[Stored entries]
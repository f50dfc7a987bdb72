//! Bounded connection pooling for source adapters.
//!
//! [`ConnectionPool`] is generic over a [`ConnectionManager`] that knows how
//! to open, check and close one kind of connection. Capacity is a tokio
//! semaphore, so a checkout holds a permit for as long as its
//! [`PooledConnection`] guard lives and releases it on drop on every exit path.
//!
//! Every checkout of an idle connection runs the manager's health check. Dead
//! connections are closed and replaced; opening a connection is retried with
//! exponential backoff before a [`ScanError::Connection`] is surfaced.
//!
//! Sources that only allow one connection use [`SharedConnection`] instead.

mod shared;

pub use shared::{SharedConnection, SharedConnectionGuard};

use crate::adapters::AdapterConfig;
use crate::error::{Result, ScanError};
use async_trait::async_trait;
use rand::Rng;
use std::ops::{Deref, DerefMut};
use std::sync::atomic::{AtomicBool, AtomicU32, AtomicU64, Ordering};
use std::sync::{Arc, Mutex, PoisonError};
use std::time::Duration;
use tokio::sync::{OwnedSemaphorePermit, Semaphore};

/// Upper bound for a single backoff sleep.
const MAX_RETRY_DELAY: Duration = Duration::from_secs(30);

/// Opens, validates and closes connections of one kind.
#[async_trait]
pub trait ConnectionManager: Send + Sync + 'static {
    type Connection: Send + 'static;

    /// Opens a new connection.
    async fn connect(&self) -> Result<Self::Connection>;

    /// Cheap liveness probe run on every checkout of an idle connection.
    async fn is_valid(&self, conn: &mut Self::Connection) -> bool;

    /// Closes a connection gracefully. Dropping it is the default.
    async fn close(&self, conn: Self::Connection) {
        drop(conn);
    }
}

/// Sizing, timeout and retry policy for a pool.
#[derive(Debug, Clone, PartialEq, Eq)]
pub struct PoolConfig {
    /// Connections opened eagerly by [`ConnectionPool::warm_up`]
    pub min_size: u32,
    /// Maximum simultaneously open connections
    pub max_size: u32,
    /// How long `acquire` waits for capacity
    pub acquire_timeout: Duration,
    /// Total connect attempts before giving up
    pub retry_attempts: u32,
    /// First backoff delay; doubled after each failed attempt
    pub retry_base_delay: Duration,
}

impl Default for PoolConfig {
    fn default() -> Self {
        Self {
            min_size: 0,
            max_size: 5,
            acquire_timeout: Duration::from_secs(30),
            retry_attempts: 3,
            retry_base_delay: Duration::from_secs(1),
        }
    }
}

impl PoolConfig {
    /// Derives pool policy from adapter configuration.
    pub fn from_adapter_config(config: &AdapterConfig) -> Self {
        Self {
            min_size: config.pool_min,
            max_size: config.pool_max(),
            acquire_timeout: config.timeout(),
            retry_attempts: config.retry_attempts,
            retry_base_delay: config.retry_delay(),
        }
    }

    /// # Errors
    /// Returns a configuration error for an empty or inverted pool.
    pub fn validate(&self) -> Result<()> {
        if self.max_size == 0 {
            return Err(ScanError::configuration(
                "pool max_size must be greater than 0",
            ));
        }
        if self.min_size > self.max_size {
            return Err(ScanError::configuration(format!(
                "pool min_size ({}) cannot exceed max_size ({})",
                self.min_size, self.max_size
            )));
        }
        if self.acquire_timeout.is_zero() {
            return Err(ScanError::configuration(
                "pool acquire_timeout must be greater than 0",
            ));
        }
        Ok(())
    }

    /// Backoff before retry number `attempt` (0-based), with up to 25% jitter.
    pub fn backoff_delay(&self, attempt: u32) -> Duration {
        let factor = 2u32.saturating_pow(attempt);
        let base = self
            .retry_base_delay
            .saturating_mul(factor)
            .min(MAX_RETRY_DELAY);
        let jitter_ms = u64::try_from(base.as_millis() / 4).unwrap_or(0);
        if jitter_ms == 0 {
            return base;
        }
        base + Duration::from_millis(rand::rng().random_range(0..=jitter_ms))
    }
}

/// Pool statistics for monitoring connection pool health and usage
#[derive(Debug, Clone, Copy, PartialEq, Eq)]
pub struct PoolStats {
    /// Number of idle connections ready to be used
    pub idle_connections: u32,
    /// Number of connections currently checked out
    pub active_connections: u32,
    /// Total number of open connections
    pub total_connections: u32,
    /// Maximum allowed connections (from configuration)
    pub max_connections: u32,
    /// Connections discarded because they failed the health check
    pub replaced_connections: u64,
}
//! PostgreSQL connection options and pooled connection management.
//!
//! # Security Features
//! - Validates connection string format and parameters
//! - Every new connection is made read-only with a statement timeout
//! - Credentials are passed from zeroizing storage and never logged
//! - Connection strings are redacted in all error messages

use crate::Result;
use crate::adapters::AdapterConfig;
use crate::error::ScanError;
use crate::pool::ConnectionManager;
use async_trait::async_trait;
use sqlx::postgres::{PgConnectOptions, PgConnection, PgSslMode};
use sqlx::{ConnectOptions, Connection, Executor};
use std::str::FromStr;
use std::time::Duration;
use url::Url;

/// PostgreSQL default port
pub const DEFAULT_PORT: u16 = 5432;

/// Opens PostgreSQL connections for a [`crate::pool::ConnectionPool`].
pub struct PgConnectionManager {
    options: PgConnectOptions,
    statement_timeout: Duration,
    source: String,
}

impl std::fmt::Debug for PgConnectionManager {
    fn fmt(&self, f: &mut std::fmt::Formatter<'_>) -> std::fmt::Result {
        f.debug_struct("PgConnectionManager")
            .field("source", &self.source)
            .field("statement_timeout", &self.statement_timeout)
            // Note: connect options carry the password and are omitted
            .finish_non_exhaustive()
    }
}

impl PgConnectionManager {
    /// # Errors
    /// Returns a configuration error if the connection settings are invalid.
    pub fn new(config: &AdapterConfig) -> Result<Self> {
        Ok(Self {
            options: pg_connect_options(config)?,
            statement_timeout: config.timeout(),
            source: config.source_name(),
        })
    }

    pub fn options(&self) -> &PgConnectOptions {
        &self.options
    }
}

#[async_trait]
impl ConnectionManager for PgConnectionManager {
    type Connection = PgConnection;

    async fn connect(&self) -> Result<PgConnection> {
        let mut conn = self.options.connect().await.map_err(|e| {
            ScanError::connection_failed(
                format!("Failed to connect to PostgreSQL {}", self.source),
                e,
            )
        })?;

        apply_session_settings(&mut conn, self.statement_timeout)
            .await
            .map_err(|e| {
                ScanError::connection_failed(
                    format!("Failed to configure session on {}", self.source),
                    e,
                )
            })?;

        Ok(conn)
    }

    async fn is_valid(&self, conn: &mut PgConnection) -> bool {
        matches!(
            sqlx::query_scalar::<_, i32>("SELECT 1").fetch_one(conn).await,
            Ok(1)
        )
    }

    async fn close(&self, conn: PgConnection) {
        if let Err(e) = conn.close().await {
            tracing::debug!("Error closing PostgreSQL connection: {}", e);
        }
    }
}

/// Applies session security settings to a fresh connection.
///
/// - Query timeout to prevent long-running queries
/// - Read-only mode to prevent accidental writes
/// - Lock timeout to prevent blocking operations
/// - Application name for connection tracking
/// - UTC timezone for consistent timestamps
async fn apply_session_settings(
    conn: &mut PgConnection,
    statement_timeout: Duration,
) -> std::result::Result<(), sqlx::Error> {
    conn.execute(
        format!(
            "SET statement_timeout = '{}ms'",
            statement_timeout.as_millis()
        )
        .as_str(),
    )
    .await?;
    conn.execute("SET lock_timeout = '30s'").await?;
    conn.execute("SET idle_in_transaction_session_timeout = '60s'")
        .await?;
    conn.execute("SET default_transaction_read_only = on").await?;
    conn.execute("SET timezone = 'UTC'").await?;
    Ok(())
}

/// Builds connect options from a URL or from discrete host settings.
///
/// Discrete `user`/`password`/`database` settings override the URL's.
///
/// # Errors
/// Returns a configuration error if the URL is malformed or not PostgreSQL.
pub fn pg_connect_options(config: &AdapterConfig) -> Result<PgConnectOptions> {
    let mut options = match config.url.as_deref() {
        Some(url) => {
            validate_connection_string(url)?;
            PgConnectOptions::from_str(url).map_err(|e| {
                ScanError::configuration(format!(
                    "Invalid PostgreSQL connection string format: {}",
                    e
                ))
            })?
        }
        None => PgConnectOptions::new_without_pgpass()
            .host(config.host.as_deref().unwrap_or("localhost"))
            .port(config.port.unwrap_or(DEFAULT_PORT)),
    };

    if let Some(credentials) = config.credentials() {
        options = options.username(credentials.username());
        if let Some(password) = credentials.password() {
            options = options.password(password);
        }
    }
    if let Some(database) = config.database.as_deref() {
        options = options.database(database);
    }
    if config.ssl {
        options = options.ssl_mode(PgSslMode::Require);
    }

    let app_name = format!("pdscan-{}", env!("CARGO_PKG_VERSION"));
    Ok(options.application_name(&app_name))
}

/// Validates connection string format and security requirements.
///
/// # Errors
/// Returns error if connection string is invalid or unsafe
pub fn validate_connection_string(connection_string: &str) -> Result<()> {
    let url = Url::parse(connection_string).map_err(|e| {
        ScanError::configuration(format!(
            "Invalid PostgreSQL connection string format: {}",
            e
        ))
    })?;

    if !matches!(url.scheme(), "postgres" | "postgresql") {
        return Err(ScanError::configuration(
            "Connection string must use postgres:// or postgresql:// scheme",
        ));
    }

    if url.host_str().is_none() {
        return Err(ScanError::configuration(
            "Connection string must specify a host",
        ));
    }

    if url.port() == Some(0) {
        return Err(ScanError::configuration(
            "Invalid port number: must be greater than 0",
        ));
    }

    Ok(())
}
//! SQLite database adapter for data sampling.
//!
//! # Module Structure
//! - `connection`: Read-only connect options and retrying open
//! - `sampling`: Ordering strategy detection and paged sampling
//!
//! # SQLite-Specific Features
//! - Uses `sqlite_master` for table enumeration
//! - Uses PRAGMA commands for ordering detection
//! - One connection shared by all unit-scans; at most
//!   `max_concurrent_tables` units hold it in turn
//!
//! # Security Guarantees
//! - The database is opened read-only and never created
//! - All operations are SELECT/PRAGMA only
//! - No network access required

pub mod connection;
pub mod sampling;

#[cfg(test)]
mod tests;

use super::{AdapterConfig, AdapterFeature, RecordBatchStream, SourceAdapter, UnitFilter};
use crate::Result;
use crate::error::ScanError;
use crate::models::{ConnectionModel, SourceType, Unit, UnitHandle};
use crate::pool::{PoolConfig, SharedConnection};
use async_trait::async_trait;
use sqlx::Connection;
use sqlx::sqlite::{SqliteConnectOptions, SqliteConnection};
use std::sync::Arc;
use tokio::sync::OnceCell;

pub use sampling::{detect_ordering_strategy, generate_order_by_clause};

/// SQLite database adapter.
///
/// The adapter is single-use: once closed it does not reconnect.
pub struct SqliteAdapter {
    config: AdapterConfig,
    options: SqliteConnectOptions,
    shared: OnceCell<Arc<SharedConnection<SqliteConnection>>>,
}

impl std::fmt::Debug for SqliteAdapter {
    fn fmt(&self, f: &mut std::fmt::Formatter<'_>) -> std::fmt::Result {
        f.debug_struct("SqliteAdapter")
            .field("config", &self.config)
            .field("is_in_memory", &self.is_in_memory())
            .field("connected", &self.shared.initialized())
            .finish_non_exhaustive()
    }
}

impl SqliteAdapter {
    /// Creates an unconnected adapter.
    ///
    /// # Errors
    /// Returns a configuration error if no path is configured or the
    /// connection string cannot be parsed.
    pub fn new(config: AdapterConfig) -> Result<Self> {
        let url = config
            .url
            .as_deref()
            .ok_or_else(|| ScanError::configuration("SQLite source requires a path or url"))?;
        let options = connection::sqlite_connect_options(url)?;

        Ok(Self {
            config,
            options,
            shared: OnceCell::new(),
        })
    }

    /// Checks if the connection is to an in-memory database.
    pub fn is_in_memory(&self) -> bool {
        self.config
            .url
            .as_deref()
            .is_some_and(connection::is_in_memory)
    }

    fn shared(&self) -> Result<Arc<SharedConnection<SqliteConnection>>> {
        self.shared
            .get()
            .cloned()
            .ok_or_else(|| ScanError::configuration("SQLite adapter used before connect"))
    }

    /// Detect the best ordering strategy for sampling a table.
    ///
    /// # Errors
    /// Returns an error if the adapter is not connected or the table
    /// metadata cannot be read.
    pub async fn ordering_for(&self, table: &str) -> Result<crate::models::OrderingStrategy> {
        let shared = self.shared()?;
        let mut conn = shared.lock().await?;
        detect_ordering_strategy(&mut conn, table).await
    }
}

#[async_trait]
impl SourceAdapter for SqliteAdapter {
    fn source_type(&self) -> SourceType {
        SourceType::SQLite
    }

    fn config(&self) -> &AdapterConfig {
        &self.config
    }

    fn connection_model(&self) -> ConnectionModel {
        ConnectionModel::SharedAsync
    }

    fn supports_feature(&self, feature: AdapterFeature) -> bool {
        matches!(
            feature,
            AdapterFeature::DataSampling
                | AdapterFeature::ConcurrentUnits
                | AdapterFeature::ReadOnlyMode
        )
        // Note: SQLite does NOT support:
        // - ConnectionPooling (one shared connection)
        // - SizeHints (COUNT(*) is a full scan)
    }

    async fn connect(&self) -> Result<()> {
        let source = self.source_name();
        let shared = self
            .shared
            .get_or_try_init(|| async {
                let policy = PoolConfig::from_adapter_config(&self.config);
                let conn = connection::open_connection(&self.options, &policy, &source).await?;
                Ok::<_, ScanError>(Arc::new(SharedConnection::new(
                    conn,
                    self.config.max_concurrent_tables as usize,
                )))
            })
            .await?;

        let mut conn = shared.lock().await?;
        let connectivity_result: i32 = sqlx::query_scalar("SELECT 1")
            .fetch_one(&mut *conn)
            .await
            .map_err(|e| ScanError::connection_failed(format!("SQLite {} unusable", source), e))?;

        if connectivity_result != 1 {
            return Err(ScanError::configuration(
                "Basic connectivity test failed: unexpected result",
            ));
        }

        tracing::debug!("Opened SQLite source {}", source);
        Ok(())
    }

    async fn enumerate_units(&self, filter: &UnitFilter) -> Result<Vec<Unit>> {
        let shared = self.shared()?;
        let names: Vec<String> = {
            let mut conn = shared.lock().await?;
            sqlx::query_scalar(
                "SELECT name FROM sqlite_master \
                 WHERE type = 'table' AND name NOT LIKE 'sqlite_%' \
                 ORDER BY name",
            )
            .fetch_all(&mut *conn)
            .await
            .map_err(|e| ScanError::query_failed("Failed to enumerate SQLite tables", e))?
        };

        let units = names.iter().map(|name| Unit::table(None, name)).collect();
        Ok(filter.apply(units))
    }

    async fn sample(&self, unit: &Unit, sample_size: u32) -> Result<RecordBatchStream> {
        let UnitHandle::Table { table, .. } = &unit.handle else {
            return Err(ScanError::unit_scan(&unit.name, "not a SQLite table"));
        };

        let shared = self.shared()?;
        let slot = shared.unit_slot().await?;
        let strategy = {
            let mut conn = shared.lock().await?;
            detect_ordering_strategy(&mut conn, table).await?
        };

        Ok(sampling::page_stream(
            shared,
            slot,
            table.clone(),
            &strategy,
            sample_size,
            self.config.fetch_size,
        ))
    }

    async fn close(&self) -> Result<()> {
        if let Some(shared) = self.shared.get()
            && let Some(conn) = shared.take().await
        {
            conn.close()
                .await
                .map_err(|e| ScanError::connection_failed("Failed to close SQLite connection", e))?;
            tracing::debug!("Closed SQLite source {}", self.source_name());
        }
        Ok(())
    }
}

**Requirement:** Nothing but a number should be given for this: how many lines in the entries above contain "field"?

**Exercise answer:** 5